Darwin further speculated that the tidal action of the Sun had caused what he termed as ‘fission’ – a Moon-sized dollop of the molten Earth spinning away from the main mass and eventually taking up station in orbit. At the time this seemed very reasonable and was the favoured theory by the beginning of the twentieth century. In fact the fission theory did not come under serious attack until the 1920s when a British astronomer called Harold Jeffries was able to show that the viscosity of the Earth in its semi-molten state would have dampened the motions required to generate the right sort of vibration necessary to fulfil Darwin’s fission.

A second theory that once convinced a number of experts was the ‘coaccretion theory’. This postulates that the Earth, having already been formed, accumulated a disc of solid particles – a little like the rings of Saturn. It was suggested that, in the case of the Earth, this disc of particles ultimately came together to form the Moon. There are several reasons why this theory can’t be the answer. Not least is the problem of the angular momentum of the Earth–Moon system that could never have been as it is, if the Moon had formed in this way. There are also difficulties regarding the melting of the magma ocean of the infant Moon.

The third theory regarding the origin of the Moon that was in circulation around the time that the first lunar probes were launched was the ‘intact capture theory’. At one time seeming to be the most attractive possibility, the intact capture theory suggested that the Moon originated far from the Earth and that the Moon became a ‘rogue’ body that was simply captured by the gravitational pull of the Earth and that it took up orbit around the Earth.

There are many reasons why the intact capture theory is now disregarded. Oxygen isotopes of the rocks on the Moon and on the Earth prove conclusively that they originated at the same distance from the Sun, which could not be the case if the Moon had been formed elsewhere. There are also insurmountable problems in trying to build a model that would allow a body as big as the Moon to take up orbit around the Earth. Such a huge object could not simply drift neatly into an Earth orbit at low speed like carefully docking a super-tanker – it would almost certainly smash into the Earth at a massive speed or possibly skim off and hurtle onward.
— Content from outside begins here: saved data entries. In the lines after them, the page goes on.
//! Coordinate tuples in millimetres.

use serde::{Deserialize, Serialize};

/// Planar target [mm].
#[derive(Debug, Clone, Copy, PartialEq, Default, Serialize, Deserialize)]
pub struct Point2 {
    /// X [mm].
    pub x: f64,
    /// Y [mm].
    pub y: f64,
}

impl Point2 {
    /// Create a point.
    pub const fn new(x: f64, y: f64) -> Self {
        Self { x, y }
    }
}

/// Spatial target [mm].
#[derive(Debug, Clone, Copy, PartialEq, Default, Serialize, Deserialize)]
pub struct Point3 {
    /// X [mm].
    pub x: f64,
    /// Y [mm].
    pub y: f64,
    /// Z [mm].
    pub z: f64,
}

impl Point3 {
    /// Create a point.
    pub const fn new(x: f64, y: f64, z: f64) -> Self {
        Self { x, y, z }
    }
}
//! Motion-controller driver trait and error types.
//!
//! This module defines:
//! - `MotionDriver` trait - Narrow capability interface over the vendor driver
//! - `DriverError` - Raw non-zero vendor status
//! - `HalError` enum - Errors of driver management (registry lookup)
//! - `DriverFactory` type alias - Factory function type

use crate::hal::types::{
    CompareMode, CompareParams, ComparePoint, CompareStatus, CoordConfig, CoordStatus, HomeCommand,
    HomeStatus, HwAxis, LinearCompare, LineSegment, PulseBurst, StatusBits, TrapProfile,
};
use std::path::Path;
use std::sync::Arc;
use thiserror::Error;

/// Non-zero status returned by a driver call, passed through uninterpreted.
#[derive(Debug, Clone, Copy, PartialEq, Eq, Hash, Error)]
#[error("driver status {0}")]
pub struct DriverError(pub i32);

impl DriverError {
    /// Map a raw vendor status (0 = success) into a result.
    #[inline]
    pub const fn check(status: i32) -> DriverResult<()> {
        if status == 0 { Ok(()) } else { Err(Self(status)) }
    }
}

/// Result of a driver call.
pub type DriverResult<T> = Result<T, DriverError>;

/// Errors of driver management.
#[derive(Debug, Clone, Error)]
pub enum HalError {
    /// No driver registered under this name.
    #[error("Driver not found: {0}")]
    DriverNotFound(String),

    /// A driver is already registered under this name.
    #[error("Driver already registered: {0}")]
    AlreadyRegistered(String),
}

/// Factory function type for creating driver instances.
pub type DriverFactory = fn() -> Arc<dyn MotionDriver>;

/// Capability interface the motion core requires from a motion-controller driver.
///
/// One driver instance is shared by every axis, IO point and the coordinator
/// of a `MotionSystem`, hence `&self` methods and `Send + Sync`.
/// Implementations forward to the vendor library (or simulate it) and report
/// any non-zero vendor status as `DriverError`.
///
/// # Call groups
///
/// | Group      | Calls |
/// |------------|-------|
/// | Lifecycle  | `enumerate_cards`, `open`, `close`, `reset_controller`, `home_init`, `load_card_config` |
/// | Axis       | `enable`, `disable`, `read_*`, `home`, `home_status`, `zero_position`, `set_trap_profile`, `set_target_*`, `update`, `clear_status`, `axis_reset_edge` |
/// | Compare    | `compare_*` |
/// | Coordinate | `set_coord_params`, `coord_clear`, `coord_line`, `coord_start`, `coord_status` |
/// | IO         | `read_outputs`, `read_inputs`, `set_output_bit` |
pub trait MotionDriver: Send + Sync {
    /// Returns the driver's unique identifier (e.g., "simulation").
    fn name(&self) -> &'static str;

    /// Returns the driver's semantic version.
    fn version(&self) -> &'static str;

    // ─── Lifecycle ──────────────────────────────────────────────────

    /// Number of controller cards present.
    fn enumerate_cards(&self) -> DriverResult<u16>;

    /// Open one card.
    fn open(&self, card: u16) -> DriverResult<()>;

    /// Close the driver handle (all cards).
    fn close(&self) -> DriverResult<()>;

    /// Reset the controller subsystem.
    fn reset_controller(&self) -> DriverResult<()>;

    /// Initialise the hardware homing engine.
    fn home_init(&self) -> DriverResult<()>;

    /// Load a vendor device configuration file for one card.
    fn load_card_config(&self, card: u16, path: &Path) -> DriverResult<()>;

    // ─── Axis ───────────────────────────────────────────────────────

    /// Energise the drive.
    fn enable(&self, axis: HwAxis) -> DriverResult<()>;

    /// De-energise the drive.
    fn disable(&self, axis: HwAxis) -> DriverResult<()>;

    /// Read the axis status register.
    fn read_status_bits(&self, axis: HwAxis) -> DriverResult<StatusBits>;

    /// Read the profile (command) position in pulses.
    fn read_command_pulses(&self, axis: HwAxis) -> DriverResult<f64>;

    /// Read the encoder (feedback) position in pulses.
    fn read_encoder_pulses(&self, axis: HwAxis) -> DriverResult<f64>;

    /// Start a hardware home search.
    fn home(&self, axis: HwAxis, command: &HomeCommand) -> DriverResult<()>;

    /// Read the home status register.
    fn home_status(&self, axis: HwAxis) -> DriverResult<HomeStatus>;

    /// Redefine the current position as zero.
    fn zero_position(&self, axis: HwAxis) -> DriverResult<()>;

    /// Switch the axis to trapezoidal mode with the given profile.
    fn set_trap_profile(&self, axis: HwAxis, profile: &TrapProfile) -> DriverResult<()>;

    /// Set the absolute target position (pulses).
    fn set_target_position(&self, axis: HwAxis, pulses: i32) -> DriverResult<()>;

    /// Set the target velocity (pulse/ms).
    fn set_target_velocity(&self, axis: HwAxis, vel: f64) -> DriverResult<()>;

    /// Start the pending moves of every axis in `mask` on `card`.
    fn update(&self, card: u16, mask: u32) -> DriverResult<()>;

    /// Clear latched fault status.
    fn clear_status(&self, axis: HwAxis) -> DriverResult<()>;

    /// Drive the axis reset line to `level`.
    fn axis_reset_edge(&self, axis: HwAxis, level: bool) -> DriverResult<()>;

    // ─── Compare ────────────────────────────────────────────────────

    /// Disarm a compare channel.
    fn compare_stop(&self, channel: u16) -> DriverResult<()>;

    /// Clear the compare data of a channel.
    fn compare_clear(&self, channel: u16) -> DriverResult<()>;

    /// Select the compare dimension.
    fn compare_mode(&self, channel: u16, mode: CompareMode) -> DriverResult<()>;

    /// Program compare parameters.
    fn compare_set_params(&self, channel: u16, params: &CompareParams) -> DriverResult<()>;

    /// Upload compare points.
    fn compare_upload(&self, channel: u16, points: &[ComparePoint]) -> DriverResult<()>;

    /// Read compare channel status.
    fn compare_status(&self, channel: u16) -> DriverResult<CompareStatus>;

    /// Arm a compare channel.
    fn compare_start(&self, channel: u16) -> DriverResult<()>;

    /// Program and arm an evenly spaced compare sequence in one call.
    fn compare_linear(&self, axis: HwAxis, program: &LinearCompare) -> DriverResult<()>;

    /// Fire an immediate pulse burst on a channel.
    fn compare_pulse(&self, channel: u16, burst: &PulseBurst) -> DriverResult<()>;

    // ─── Coordinate system ──────────────────────────────────────────

    /// Configure a coordinate system.
    fn set_coord_params(&self, coord: i16, config: &CoordConfig) -> DriverResult<()>;

    /// Clear a command buffer of a coordinate system.
    fn coord_clear(&self, coord: i16, fifo: i16) -> DriverResult<()>;

    /// Enqueue a 2- or 3-axis straight line (XY or XYZ by `segment.dimension`).
    fn coord_line(&self, coord: i16, fifo: i16, segment: &LineSegment) -> DriverResult<()>;

    /// Start the coordinate systems / buffers selected by the masks.
    fn coord_start(&self, coord_mask: u16, fifo_mask: u16) -> DriverResult<()>;

    /// Read coordinate system status.
    fn coord_status(&self, coord: i16, fifo: i16) -> DriverResult<CoordStatus>;

    // ─── Digital IO ─────────────────────────────────────────────────

    /// Read the general-purpose output register.
    fn read_outputs(&self) -> DriverResult<u32>;

    /// Read an input register group.
    fn read_inputs(&self, group: i16) -> DriverResult<u32>;

    /// Write one output bit.
    fn set_output_bit(&self, bit: u16, value: bool) -> DriverResult<()>;
}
By the middle of the 1970s all previous theories about the way the Moon had been formed were running into trouble for one reason or another and this created a virtually unthinkable situation in which acclaimed experts might have to stand up in public and admit that they simply didn’t know how or why the Moon was there. As acclaimed science writer William K Hartmann, senior scientist at the Planetary Science Institute, Tucson, Arizona said in 1986 in his book
Origin of the Moon
:

‘Neither the Apollo astronauts, the Luna vehicles, nor all the king’s horses and all the king’s men could assemble enough data to explain the circumstances of the moon’s birth.’
9

Out of this miasma came a new theory and, in fact, the only one that is presently widely accepted despite some fundamental problems. It is known as the ‘Big Whack theory’.

The idea came out of theories that originated in the Soviet Union in the 1960s – specifically the work of Russian scientist V S Savronov, who had been working on the possibility of planetary origins from literally millions of different-sized asteroids known as planetesimals.

As a divergence from the Soviet ideas, Hartmann, together with a colleague, D R Davis, suggested that the Moon had come into being as a result of the collision of two planetary bodies, one being the Earth and the other a rogue planet at least as large as the planet Mars. Hartmann and Davis hypothesized that the two planets had collided in a very specific way that allowed jets of matter to be ejected from the mantles of both bodies. This matter was thrown into orbit, where it eventually came together to form the Moon.